Otros en cambio no nacimos allí, no estudiamos allí, ni crecimos allí, pero nos hierve la sangre como al más riosuceño de los riosuceños, lo somos por adopción y por voluntad propia, allí nacieron nuestros bisabuelos, abuelos, tíos, allí nos heredaron las historias de las minas, de los duendes, de las guacas, conocemos qué es Quiebralomo, Bonafónt, San Lorenzo, Lomaprieta y Tumbabarreto, sabemos que es una rasca con guarapo y un desayuno con envuelto y chiquichoque, y obviamente, no le tememos al diablo, sino que nos disfrazamos y salimos a parrandiar con él.
De niña recuerdo que mis abuelos contaban sobre las familias extranjeras que llegaban al pueblo cuando era una próspera cuna de oro, hablaban de los Gärtner, los De la Roche, los Nicholls, los Cook, los De la Cuesta, en fin, una lista larga que mostraba que Riosucio era un municipio, pequeño pero acogedor y con futuro, tanto que era referencia para varios europeos. Un municipio ‘envolvente’ o como dice un estribillo de una canción que suena en carnaval y que se refiere a la fiesta: “atrapador como una enredadera” y es verdad, no podemos soltarnos ¡somos risueños!, no importa que allí no hayamos nacido.

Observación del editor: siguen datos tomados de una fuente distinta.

//! One-sided runs through the public scenario API.

use crate::common::{Workspace, load_pdf, marked_pdf, page_markers, write_pdf};
use lopdf::Object;
use waybill::ItemOutcome;
use waybill::compose::LayerKind;
use waybill::scenario::run_one_sided;

#[tokio::test]
async fn test_background_original_stamp_order() {
    let mut ws = Workspace::new();
    ws.background("BG");
    ws.stamp("Stamp 1001.pdf", "STAMP");
    ws.railway("Railway 1001.pdf", &["P1", "P2", "P3"]);

    let report = run_one_sided(&ws.config).await.unwrap();
    assert_eq!(report.written(), 1);
    assert_eq!(report.page_faults(), 0);

    let output = load_pdf(&ws.config.ready_dir.join("Railway 1001.pdf"));
    let markers = page_markers(&output);
    assert_eq!(markers.len(), 3);
    for (page, expected) in markers.iter().zip(["P1", "P2", "P3"]) {
        assert_eq!(page, &["BG", expected, "STAMP"]);
    }

    match &report.outcomes[0] {
        ItemOutcome::Written { stamp, pages, .. } => {
            assert_eq!(*pages, 3);
            assert!(stamp.as_ref().unwrap().ends_with("Stamp 1001.pdf"));
        }
        other => panic!("unexpected outcome {other:?}"),
    }
}

#[tokio::test]
async fn test_without_background_and_stamp_pages_unchanged() {
    let ws = Workspace::new();
    ws.railway("7.pdf", &["A", "B"]);

    run_one_sided(&ws.config).await.unwrap();

    let output = load_pdf(&ws.config.ready_dir.join("7.pdf"));
    assert_eq!(page_markers(&output), vec![vec!["A"], vec!["B"]]);
}

#[tokio::test]
async fn test_stamp_requires_exact_key() {
    let ws = Workspace::new();
    ws.stamp("10010.pdf", "WRONG");
    ws.stamp("100.pdf", "WRONG");
    ws.railway("1001.pdf", &["P1"]);

    let report = run_one_sided(&ws.config).await.unwrap();
    match &report.outcomes[0] {
        ItemOutcome::Written { stamp, .. } => assert!(stamp.is_none()),
        other => panic!("unexpected outcome {other:?}"),
    }

    let output = load_pdf(&ws.config.ready_dir.join("1001.pdf"));
    assert_eq!(page_markers(&output), vec![vec!["P1"]]);
}

#[tokio::test]
async fn test_each_document_gets_its_own_stamp() {
    let ws = Workspace::new();
    ws.stamp("S1.pdf", "STAMP1");
    ws.stamp("S2.pdf", "STAMP2");
    ws.railway("R1.pdf", &["A"]);
    ws.railway("R2.pdf", &["B"]);

    let report = run_one_sided(&ws.config).await.unwrap();
    assert_eq!(report.written(), 2);

    let first = load_pdf(&ws.config.ready_dir.join("R1.pdf"));
    let second = load_pdf(&ws.config.ready_dir.join("R2.pdf"));
    assert_eq!(page_markers(&first), vec![vec!["A", "STAMP1"]]);
    assert_eq!(page_markers(&second), vec![vec!["B", "STAMP2"]]);
}

#[tokio::test]
async fn test_broken_stamp_degrades_pages() {
    let mut ws = Workspace::new();
    ws.background("BG");

    let mut stamp = marked_pdf(&["STAMP"]);
    let page_id = stamp.get_pages()[&1];
    if let Ok(Object::Dictionary(dict)) = stamp.get_object_mut(page_id) {
        dict.set("Contents", Object::Integer(7));
    }
    write_pdf(&ws.config.stamp_dir.join("5.pdf"), stamp);
    ws.railway("5.pdf", &["P1", "P2"]);

    let report = run_one_sided(&ws.config).await.unwrap();
    assert_eq!(report.written(), 1);
    assert_eq!(report.page_faults(), 2);

    match &report.outcomes[0] {
        ItemOutcome::Written { faults, .. } => {
            assert!(faults.iter().all(|f| f.layer == LayerKind::Stamp));
            assert_eq!(faults[1].page, 2);
        }
        other => panic!("unexpected outcome {other:?}"),
    }

    let output = load_pdf(&ws.config.ready_dir.join("5.pdf"));
    assert_eq!(
        page_markers(&output),
        vec![vec!["BG", "P1"], vec!["BG", "P2"]]
    );
}

#[tokio::test]
async fn test_rerun_overwrites_output() {
    let ws = Workspace::new();
    ws.railway("3.pdf", &["OLD"]);
    run_one_sided(&ws.config).await.unwrap();

    ws.railway("3.pdf", &["NEW"]);
    run_one_sided(&ws.config).await.unwrap();

    let output = load_pdf(&ws.config.ready_dir.join("3.pdf"));
    assert_eq!(page_markers(&output), vec![vec!["NEW"]]);
    assert_eq!(ws.listing(&ws.config.ready_dir), vec!["3.pdf"]);
}

#[tokio::test]
async fn test_recompositing_finished_output_is_stable() {
    let mut first = Workspace::new();
    first.background("BG");
    first.stamp("1.pdf", "STAMP");
    first.railway("1.pdf", &["P1", "P2"]);

    run_one_sided(&first.config).await.unwrap();
    let finished = first.config.ready_dir.join("1.pdf");
    let expected = vec![vec!["BG", "P1", "STAMP"], vec!["BG", "P2", "STAMP"]];
    assert_eq!(page_markers(&load_pdf(&finished)), expected);

    // Second pass: no background, no stamps, the finished file as input.
    let second = Workspace::new();
    std::fs::copy(&finished, second.config.railway_dir.join("1.pdf")).unwrap();

    let report = run_one_sided(&second.config).await.unwrap();
    assert_eq!(report.written(), 1);
    assert_eq!(report.page_faults(), 0);

    let output = load_pdf(&second.config.ready_dir.join("1.pdf"));
    assert_eq!(page_markers(&output), expected);
}
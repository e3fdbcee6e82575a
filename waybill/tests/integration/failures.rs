//! Per-document failure isolation.

use crate::common::{Workspace, load_pdf, marked_pdf, page_markers, write_pdf};
use waybill::ItemOutcome;
use waybill::error::ErrorKind;
use waybill::scenario::{run_one_sided, run_two_sided};

#[tokio::test]
async fn test_corrupt_file_does_not_stop_the_batch() {
    let mut ws = Workspace::new();
    ws.background("BG");
    ws.railway("1.pdf", &["A"]);
    std::fs::write(ws.config.railway_dir.join("2.pdf"), b"%PDF-1.7 garbage").unwrap();
    ws.railway("3.pdf", &["C"]);

    let report = run_one_sided(&ws.config).await.unwrap();
    assert_eq!(report.written(), 2);
    assert_eq!(report.failed(), 1);

    match &report.outcomes[1] {
        ItemOutcome::Failed { inputs, error } => {
            assert!(inputs[0].ends_with("2.pdf"));
            assert_eq!(error.kind, ErrorKind::MalformedDocument);
        }
        other => panic!("unexpected outcome {other:?}"),
    }

    assert_eq!(ws.listing(&ws.config.ready_dir), vec!["1.pdf", "3.pdf"]);
    let third = load_pdf(&ws.config.ready_dir.join("3.pdf"));
    assert_eq!(page_markers(&third), vec![vec!["BG", "C"]]);
}

#[tokio::test]
async fn test_zero_page_document_fails_alone() {
    let ws = Workspace::new();
    ws.template(&["T1", "T2"]);
    ws.railway("1.pdf", &["A"]);
    write_pdf(&ws.config.railway_dir.join("2.pdf"), marked_pdf(&[]));

    let report = run_two_sided(&ws.config).await.unwrap();
    assert_eq!(report.written(), 1);
    assert_eq!(report.failed(), 1);
    assert_eq!(ws.listing(&ws.config.ready_dir), vec!["1.pdf"]);
}

#[tokio::test]
async fn test_unloadable_stamp_is_ignored() {
    let ws = Workspace::new();
    std::fs::write(ws.config.stamp_dir.join("1.pdf"), b"broken").unwrap();
    ws.railway("1.pdf", &["A"]);

    let report = run_one_sided(&ws.config).await.unwrap();
    assert_eq!(report.written(), 1);
    assert_eq!(report.skipped(), 1);
    match &report.outcomes[0] {
        ItemOutcome::Skipped { inputs, reason } => {
            assert_eq!(inputs, &vec![ws.config.stamp_dir.join("1.pdf")]);
            assert!(reason.starts_with("stamp not used"));
        }
        other => panic!("unexpected outcome {other:?}"),
    }

    let output = load_pdf(&ws.config.ready_dir.join("1.pdf"));
    assert_eq!(page_markers(&output), vec![vec!["A"]]);
}

#[tokio::test]
async fn test_duplicate_stamp_is_reported_as_skipped() {
    let ws = Workspace::new();
    ws.stamp("3.pdf", "FIRST");
    ws.stamp("Stamp 3.pdf", "SECOND");
    ws.railway("3.pdf", &["A"]);

    let report = run_one_sided(&ws.config).await.unwrap();
    assert_eq!(report.written(), 1);
    assert_eq!(report.skipped(), 1);
    assert!(report.outcomes[0].inputs()[0].ends_with("Stamp 3.pdf"));

    let output = load_pdf(&ws.config.ready_dir.join("3.pdf"));
    assert_eq!(page_markers(&output), vec![vec!["A", "FIRST"]]);
}

#[tokio::test]
async fn test_non_pdf_files_are_ignored() {
    let ws = Workspace::new();
    std::fs::write(ws.config.railway_dir.join("notes.txt"), b"hello").unwrap();
    ws.railway("4.PDF", &["UPPER"]);

    let report = run_one_sided(&ws.config).await.unwrap();
    assert_eq!(report.outcomes.len(), 1);
    assert_eq!(ws.listing(&ws.config.ready_dir), vec!["4.PDF"]);
}

#[tokio::test]
async fn test_report_serialises_failures() {
    let ws = Workspace::new();
    std::fs::write(ws.config.railway_dir.join("8.pdf"), b"nope").unwrap();

    let report = run_one_sided(&ws.config).await.unwrap();
    let json: serde_json::Value = serde_json::from_str(&report.to_json().unwrap()).unwrap();
    assert_eq!(json["scenario"], "one-sided");
    assert_eq!(json["outcomes"][0]["status"], "failed");
    assert_eq!(json["outcomes"][0]["error"]["kind"], "malformedDocument");
}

No hablo solo por mí, en mi oficio como periodista he conocido a más de una persona que siente ese pueblo como propio y guarda de allí sus mejores experiencias.

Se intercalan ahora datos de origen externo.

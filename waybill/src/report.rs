//! Per-item outcomes of a scenario run.
//!
//! Every document (or bundle) a scenario touches ends up as exactly one
//! [`ItemOutcome`]; nothing is dropped silently. The whole report serialises
//! to JSON for machine consumption.

use serde::Serialize;
use std::fmt;
use std::path::PathBuf;
use std::time::Duration;

use crate::compose::PageFault;
use crate::error::{ErrorKind, WaybillError};

/// Which scenario produced a report.
#[derive(Debug, Clone, Copy, PartialEq, Eq, Serialize)]
#[serde(rename_all = "kebab-case")]
pub enum Scenario {
    /// Composite only.
    OneSided,
    /// Composite, then lay out for duplex printing.
    TwoSided,
    /// Bundle ready documents.
    Merge,
}

impl fmt::Display for Scenario {
    fn fmt(&self, f: &mut fmt::Formatter<'_>) -> fmt::Result {
        f.write_str(match self {
            Self::OneSided => "one-sided",
            Self::TwoSided => "two-sided",
            Self::Merge => "merge",
        })
    }
}

/// Serialisable summary of a [`WaybillError`].
#[derive(Debug, Clone, PartialEq, Eq, Serialize)]
pub struct ReportedError {
    /// Error classification.
    pub kind: ErrorKind,
    /// Display form of the error.
    pub message: String,
}

impl From<&WaybillError> for ReportedError {
    fn from(err: &WaybillError) -> Self {
        Self {
            kind: err.kind(),
            message: err.to_string(),
        }
    }
}

/// What happened to one document or bundle.
#[derive(Debug, Clone, Serialize)]
#[serde(tag = "status", rename_all = "camelCase")]
pub enum ItemOutcome {
    /// An output was produced (or planned, in a dry run).
    Written {
        /// Documents that went into the output.
        inputs: Vec<PathBuf>,
        /// The output file.
        output: PathBuf,
        /// Pages in the output.
        pages: usize,
        /// Stamp applied, if any.
        #[serde(skip_serializing_if = "Option::is_none")]
        stamp: Option<PathBuf>,
        /// Pages that were degraded or dropped.
        #[serde(skip_serializing_if = "Vec::is_empty")]
        faults: Vec<PageFault>,
        /// Nothing was written because this was a dry run.
        dry_run: bool,
    },
    /// The item failed; other items were unaffected.
    Failed {
        /// Documents involved.
        inputs: Vec<PathBuf>,
        /// Why it failed.
        error: ReportedError,
    },
    /// The item was left out on purpose.
    Skipped {
        /// Documents involved.
        inputs: Vec<PathBuf>,
        /// Why it was left out.
        reason: String,
    },
}

impl ItemOutcome {
    /// Outcome for a failed item.
    pub fn failed(inputs: Vec<PathBuf>, err: &WaybillError) -> Self {
        Self::Failed {
            inputs,
            error: err.into(),
        }
    }

    /// Outcome for a skipped item.
    pub fn skipped(inputs: Vec<PathBuf>, reason: impl Into<String>) -> Self {
        Self::Skipped {
            inputs,
            reason: reason.into(),
        }
    }

    /// Documents this outcome concerns.
    pub fn inputs(&self) -> &[PathBuf] {
        match self {
            Self::Written { inputs, .. } | Self::Failed { inputs, .. } | Self::Skipped { inputs, .. } => {
                inputs
            }
        }
    }

    /// Whether an output was produced.
    pub fn is_written(&self) -> bool {
        matches!(self, Self::Written { .. })
    }

    /// Whether the item failed.
    pub fn is_failed(&self) -> bool {
        matches!(self, Self::Failed { .. })
    }
}

/// Outcomes of one scenario run, in processing order.
#[derive(Debug, Clone, Serialize)]
pub struct RunReport {
    /// Scenario that ran.
    pub scenario: Scenario,
    /// One outcome per document or bundle.
    pub outcomes: Vec<ItemOutcome>,
    /// Documents still waiting in the merge pool after the run.
    #[serde(skip_serializing_if = "Vec::is_empty")]
    pub remaining: Vec<PathBuf>,
    /// Wall-clock time of the run.
    #[serde(skip)]
    pub elapsed: Duration,
}

impl RunReport {
    /// Empty report for `scenario`.
    pub fn new(scenario: Scenario) -> Self {
        Self {
            scenario,
            outcomes: Vec::new(),
            remaining: Vec::new(),
            elapsed: Duration::ZERO,
        }
    }

    /// Record an outcome.
    pub fn push(&mut self, outcome: ItemOutcome) {
        self.outcomes.push(outcome);
    }

    /// Number of outputs produced.
    pub fn written(&self) -> usize {
        self.outcomes.iter().filter(|o| o.is_written()).count()
    }

    /// Number of failed items.
    pub fn failed(&self) -> usize {
        self.outcomes.iter().filter(|o| o.is_failed()).count()
    }

    /// Number of skipped items.
    pub fn skipped(&self) -> usize {
        self.outcomes
            .iter()
            .filter(|o| matches!(o, ItemOutcome::Skipped { .. }))
            .count()
    }

    /// Total degraded or dropped pages across written outputs.
    pub fn page_faults(&self) -> usize {
        self.outcomes
            .iter()
            .map(|o| match o {
                ItemOutcome::Written { faults, .. } => faults.len(),
                _ => 0,
            })
            .sum()
    }

    /// Report as pretty-printed JSON.
    pub fn to_json(&self) -> serde_json::Result<String> {
        serde_json::to_string_pretty(self)
    }
}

Y es que si de recordar se trata podría mencionar más de unas vacaciones. De niña era una sensación ir a visitar a la ‘tía mona’, eso significa tres horas de viaje Pereira-Riosucio…tres horas en que la conversación con mi abuela, era sobre la patasola, el mohán y la madremonte, que corría por los cafetales, que se aparecía por las veredas y que se llevaba a los niños desobedientes. ¡Menos mal yo no clasificaba! Ahora ya no tengo a mi abuela (a la lliza) como la conocían en el pueblo, pero si cuento con la fortuna de tener a mis tíos que son en gran parte las responsables que continúe con ese legado riosuceño.
Recuerdo los desayunos con bizcochuelos, el caramelo (de ese que estira) y el señor que en el parque adivinaba la suerte cuando sacaba unas cartas con un lorito verde, me acuerdo de los árboles del parque de abajo ¿quién de nosotros, los de la tierrita, no tienen una foto ahí? si esas ramas parecía que fueran a la peluquería con formas tan extrañas y tan únicas.
A Riosucio me une todo: un pasado, un presente que he construido y un futuro con el compromiso que mis generaciones sentirán el mismo orgullo que yo cuando en cualquier parte del mundo les hablen de este pueblo de indígenas y extranjeros, enclavado en las montañas de Caldas.
Y si… no necesité nacer allí, el amarillo, blanco y verde de su bandera lo conozco bien, lo tengo en mi memoria y le hago honor en mi corazón.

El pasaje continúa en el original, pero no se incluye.